◆ **To do**:
Please repeat the lines below exactly. Begin with the line containing "impl fmt::Display for" and go on through the line containing "pub fn kind(&self)".

◆ **Supplied information**:
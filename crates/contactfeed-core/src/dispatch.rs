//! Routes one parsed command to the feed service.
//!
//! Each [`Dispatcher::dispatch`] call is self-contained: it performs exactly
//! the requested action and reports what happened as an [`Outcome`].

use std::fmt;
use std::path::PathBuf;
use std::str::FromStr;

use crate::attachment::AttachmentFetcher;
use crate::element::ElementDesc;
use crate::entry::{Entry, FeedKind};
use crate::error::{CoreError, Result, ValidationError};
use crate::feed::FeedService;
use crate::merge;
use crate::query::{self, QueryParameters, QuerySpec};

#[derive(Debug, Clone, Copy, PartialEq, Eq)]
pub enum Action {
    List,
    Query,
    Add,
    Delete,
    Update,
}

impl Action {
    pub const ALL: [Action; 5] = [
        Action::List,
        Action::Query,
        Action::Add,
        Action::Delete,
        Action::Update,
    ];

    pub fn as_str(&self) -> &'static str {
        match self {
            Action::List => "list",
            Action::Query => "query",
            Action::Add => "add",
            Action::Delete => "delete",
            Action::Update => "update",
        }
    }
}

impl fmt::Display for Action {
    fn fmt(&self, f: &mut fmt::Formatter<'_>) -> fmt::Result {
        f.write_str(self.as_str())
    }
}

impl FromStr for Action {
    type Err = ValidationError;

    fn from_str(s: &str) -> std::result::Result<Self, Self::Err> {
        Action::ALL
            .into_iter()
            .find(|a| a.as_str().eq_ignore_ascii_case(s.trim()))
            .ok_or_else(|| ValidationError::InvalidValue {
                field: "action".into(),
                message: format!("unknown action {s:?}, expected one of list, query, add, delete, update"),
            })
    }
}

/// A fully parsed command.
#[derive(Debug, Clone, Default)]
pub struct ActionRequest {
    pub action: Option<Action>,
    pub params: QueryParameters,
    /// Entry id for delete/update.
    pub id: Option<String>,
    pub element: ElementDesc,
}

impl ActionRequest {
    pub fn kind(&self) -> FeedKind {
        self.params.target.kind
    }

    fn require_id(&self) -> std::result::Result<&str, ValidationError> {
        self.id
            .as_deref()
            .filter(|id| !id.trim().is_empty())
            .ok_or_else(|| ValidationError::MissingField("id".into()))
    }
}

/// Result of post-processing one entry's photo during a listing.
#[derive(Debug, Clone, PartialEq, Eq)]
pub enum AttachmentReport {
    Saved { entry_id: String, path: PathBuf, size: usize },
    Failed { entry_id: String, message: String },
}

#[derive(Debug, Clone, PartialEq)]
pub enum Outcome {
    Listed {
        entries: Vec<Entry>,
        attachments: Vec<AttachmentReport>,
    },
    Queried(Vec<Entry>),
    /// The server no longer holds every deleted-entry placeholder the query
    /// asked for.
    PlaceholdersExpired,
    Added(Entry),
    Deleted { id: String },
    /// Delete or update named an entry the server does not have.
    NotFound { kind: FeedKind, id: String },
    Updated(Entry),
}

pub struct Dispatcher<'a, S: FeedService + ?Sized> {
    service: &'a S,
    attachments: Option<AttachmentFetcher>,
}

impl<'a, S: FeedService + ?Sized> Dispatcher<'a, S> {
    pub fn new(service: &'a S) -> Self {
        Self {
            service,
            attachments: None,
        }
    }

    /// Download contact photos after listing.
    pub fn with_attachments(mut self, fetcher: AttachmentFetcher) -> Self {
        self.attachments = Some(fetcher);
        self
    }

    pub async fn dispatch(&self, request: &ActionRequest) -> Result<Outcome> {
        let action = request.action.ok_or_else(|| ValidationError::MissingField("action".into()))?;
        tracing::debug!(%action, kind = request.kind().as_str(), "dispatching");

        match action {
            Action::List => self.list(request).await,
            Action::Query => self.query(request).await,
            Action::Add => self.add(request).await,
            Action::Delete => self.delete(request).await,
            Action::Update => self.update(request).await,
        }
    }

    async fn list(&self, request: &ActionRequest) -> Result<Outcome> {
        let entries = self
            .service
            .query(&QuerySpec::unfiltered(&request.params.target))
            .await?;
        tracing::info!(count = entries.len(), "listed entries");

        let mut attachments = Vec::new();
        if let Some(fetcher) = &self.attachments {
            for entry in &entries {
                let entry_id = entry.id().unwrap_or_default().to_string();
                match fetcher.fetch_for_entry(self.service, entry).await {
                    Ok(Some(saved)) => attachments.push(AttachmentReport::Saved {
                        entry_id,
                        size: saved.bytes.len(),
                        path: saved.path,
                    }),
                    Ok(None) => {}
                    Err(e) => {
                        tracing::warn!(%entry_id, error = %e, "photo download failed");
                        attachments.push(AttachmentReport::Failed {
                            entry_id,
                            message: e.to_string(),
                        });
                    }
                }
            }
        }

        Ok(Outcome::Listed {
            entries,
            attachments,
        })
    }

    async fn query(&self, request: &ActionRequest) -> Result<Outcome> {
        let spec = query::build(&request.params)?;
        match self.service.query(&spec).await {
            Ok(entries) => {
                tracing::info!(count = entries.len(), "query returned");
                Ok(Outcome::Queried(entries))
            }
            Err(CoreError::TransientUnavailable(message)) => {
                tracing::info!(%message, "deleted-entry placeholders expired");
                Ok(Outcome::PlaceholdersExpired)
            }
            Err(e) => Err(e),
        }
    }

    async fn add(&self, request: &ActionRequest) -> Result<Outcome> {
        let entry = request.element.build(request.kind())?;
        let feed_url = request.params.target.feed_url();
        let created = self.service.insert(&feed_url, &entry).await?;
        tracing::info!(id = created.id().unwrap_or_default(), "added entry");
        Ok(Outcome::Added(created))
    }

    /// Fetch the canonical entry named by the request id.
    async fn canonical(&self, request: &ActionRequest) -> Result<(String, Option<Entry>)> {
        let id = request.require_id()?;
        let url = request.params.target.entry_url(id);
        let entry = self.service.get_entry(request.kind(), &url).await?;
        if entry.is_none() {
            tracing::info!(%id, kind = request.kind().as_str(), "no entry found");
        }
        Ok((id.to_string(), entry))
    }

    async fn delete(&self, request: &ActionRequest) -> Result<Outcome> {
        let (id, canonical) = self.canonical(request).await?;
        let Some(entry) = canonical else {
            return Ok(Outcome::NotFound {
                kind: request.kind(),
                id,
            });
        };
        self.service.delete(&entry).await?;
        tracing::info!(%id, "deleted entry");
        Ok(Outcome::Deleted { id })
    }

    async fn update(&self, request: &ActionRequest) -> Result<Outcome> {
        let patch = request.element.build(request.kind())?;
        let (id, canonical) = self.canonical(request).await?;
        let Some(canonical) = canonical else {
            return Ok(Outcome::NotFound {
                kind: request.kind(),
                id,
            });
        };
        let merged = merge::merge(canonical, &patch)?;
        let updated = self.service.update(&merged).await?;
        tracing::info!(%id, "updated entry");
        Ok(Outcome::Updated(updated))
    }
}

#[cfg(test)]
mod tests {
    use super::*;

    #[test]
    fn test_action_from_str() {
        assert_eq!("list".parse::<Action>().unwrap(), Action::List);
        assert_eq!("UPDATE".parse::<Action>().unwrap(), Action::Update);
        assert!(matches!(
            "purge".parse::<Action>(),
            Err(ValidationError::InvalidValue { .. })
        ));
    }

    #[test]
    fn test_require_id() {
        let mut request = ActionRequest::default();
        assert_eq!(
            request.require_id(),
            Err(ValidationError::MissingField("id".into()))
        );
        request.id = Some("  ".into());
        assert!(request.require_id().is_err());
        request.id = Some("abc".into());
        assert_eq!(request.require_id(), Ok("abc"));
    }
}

==

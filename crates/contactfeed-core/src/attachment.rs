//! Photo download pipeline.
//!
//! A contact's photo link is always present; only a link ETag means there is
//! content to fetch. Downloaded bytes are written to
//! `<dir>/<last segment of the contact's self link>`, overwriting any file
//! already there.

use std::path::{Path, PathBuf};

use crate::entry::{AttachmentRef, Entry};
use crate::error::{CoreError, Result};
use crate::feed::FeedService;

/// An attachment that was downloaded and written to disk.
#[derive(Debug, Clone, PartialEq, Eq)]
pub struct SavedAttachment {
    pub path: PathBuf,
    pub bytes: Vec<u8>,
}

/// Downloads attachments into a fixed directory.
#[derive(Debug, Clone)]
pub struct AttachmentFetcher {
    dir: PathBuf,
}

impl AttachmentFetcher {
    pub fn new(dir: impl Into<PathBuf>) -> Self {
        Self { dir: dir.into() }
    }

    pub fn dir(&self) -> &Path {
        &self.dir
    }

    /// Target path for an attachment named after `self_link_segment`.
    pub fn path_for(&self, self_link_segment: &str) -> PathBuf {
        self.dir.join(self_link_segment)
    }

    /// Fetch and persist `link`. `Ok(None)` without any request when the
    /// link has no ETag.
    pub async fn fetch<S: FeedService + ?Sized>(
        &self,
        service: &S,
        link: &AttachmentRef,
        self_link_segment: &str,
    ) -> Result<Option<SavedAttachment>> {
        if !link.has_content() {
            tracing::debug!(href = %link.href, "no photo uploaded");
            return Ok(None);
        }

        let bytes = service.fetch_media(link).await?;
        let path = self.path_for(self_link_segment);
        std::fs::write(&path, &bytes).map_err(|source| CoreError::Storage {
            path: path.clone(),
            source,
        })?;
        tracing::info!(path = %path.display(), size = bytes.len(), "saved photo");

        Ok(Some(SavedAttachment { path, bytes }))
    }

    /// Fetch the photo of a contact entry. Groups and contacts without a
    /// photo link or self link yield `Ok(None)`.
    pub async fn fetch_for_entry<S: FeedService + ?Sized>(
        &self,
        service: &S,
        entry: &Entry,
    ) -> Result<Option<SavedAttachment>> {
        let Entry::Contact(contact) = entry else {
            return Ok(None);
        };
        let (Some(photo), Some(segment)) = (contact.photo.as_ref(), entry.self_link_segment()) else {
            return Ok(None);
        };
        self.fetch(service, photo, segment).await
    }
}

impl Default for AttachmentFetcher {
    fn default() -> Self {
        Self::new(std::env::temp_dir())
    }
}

◆ **Answer box**:
impl fmt::Display for Action {
    fn fmt(&self, f: &mut fmt::Formatter<'_>) -> fmt::Result {
        f.write_str(self.as_str())
    }
}

impl FromStr for Action {
    type Err = ValidationError;

    fn from_str(s: &str) -> std::result::Result<Self, Self::Err> {
        Action::ALL
            .into_iter()
            .find(|a| a.as_str().eq_ignore_ascii_case(s.trim()))
            .ok_or_else(|| ValidationError::InvalidValue {
                field: "action".into(),
                message: format!("unknown action {s:?}, expected one of list, query, add, delete, update"),
            })
    }
}

/// A fully parsed command.
#[derive(Debug, Clone, Default)]
pub struct ActionRequest {
    pub action: Option<Action>,
    pub params: QueryParameters,
    /// Entry id for delete/update.
    pub id: Option<String>,
    pub element: ElementDesc,
}

impl ActionRequest {
    pub fn kind(&self) -> FeedKind {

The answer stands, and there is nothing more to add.